### DATA FOR REVIEW:
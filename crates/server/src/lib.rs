//! Garden Planner API server library.
//!
//! This crate provides the JSON API as a library, allowing it to be tested
//! and reused by the CLI.

#![cfg_attr(not(test), forbid(unsafe_code))]

pub mod config;
pub mod db;
pub mod error;
pub mod extract;
pub mod middleware;
pub mod models;
pub mod routes;
pub mod services;
pub mod state;

use axum::{Router, extract::Request};
use tower_http::{cors::CorsLayer, services::ServeDir, trace::TraceLayer};

use crate::state::AppState;

/// Build the full application router: API routes, static fallback, and the
/// middleware stack.
pub fn build_app(state: AppState) -> Router {
    let static_dir = ServeDir::new(&state.config().static_dir);
    let tls = state.config().tls;

    let api = routes::routes()
        .fallback_service(static_dir)
        .layer(axum::middleware::from_fn_with_state(
            tls,
            middleware::https_redirect_middleware,
        ));

    Router::new()
        .merge(routes::health_routes())
        .merge(api)
        .with_state(state)
        .layer(CorsLayer::permissive())
        .layer(axum::middleware::from_fn(middleware::request_id_middleware))
        .layer(
            TraceLayer::new_for_http().make_span_with(|request: &Request| {
                tracing::info_span!(
                    "http_request",
                    method = %request.method(),
                    uri = %request.uri(),
                    request_id = tracing::field::Empty,
                )
            }),
        )
        // Sentry layers (outermost for full request coverage)
        .layer(sentry_tower::NewSentryLayer::new_from_top())
        .layer(sentry_tower::SentryHttpLayer::new().enable_transaction())
}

### WHAT TO WORK ON:
Your answer must be an exact copy of every record.

### TASK RESPONSE:
filename crates/server/src/lib.rs
//! Garden Planner API server library.
//!
//! This crate provides the JSON API as a library, allowing it to be tested
//! and reused by the CLI.

#![cfg_attr(not(test), forbid(unsafe_code))]

pub mod config;
pub mod db;
pub mod error;
pub mod extract;
pub mod middleware;
pub mod models;
pub mod routes;
pub mod services;
pub mod state;

use axum::{Router, extract::Request};
use tower_http::{cors::CorsLayer, services::ServeDir, trace::TraceLayer};

use crate::state::AppState;

/// Build the full application router: API routes, static fallback, and the
/// middleware stack.
pub fn build_app(state: AppState) -> Router {
    let static_dir = ServeDir::new(&state.config().static_dir);
    let tls = state.config().tls;

    let api = routes::routes()
        .fallback_service(static_dir)
        .layer(axum::middleware::from_fn_with_state(
            tls,
            middleware::https_redirect_middleware,
        ));

    Router::new()
        .merge(routes::health_routes())
        .merge(api)
        .with_state(state)
        .layer(CorsLayer::permissive())
        .layer(axum::middleware::from_fn(middleware::request_id_middleware))
        .layer(
            TraceLayer::new_for_http().make_span_with(|request: &Request| {
                tracing::info_span!(
                    "http_request",
                    method = %request.method(),
                    uri = %request.uri(),
                    request_id = tracing::field::Empty,
                )
            }),
        )
        // Sentry layers (outermost for full request coverage)
        .layer(sentry_tower::NewSentryLayer::new_from_top())
        .layer(sentry_tower::SentryHttpLayer::new().enable_transaction())
}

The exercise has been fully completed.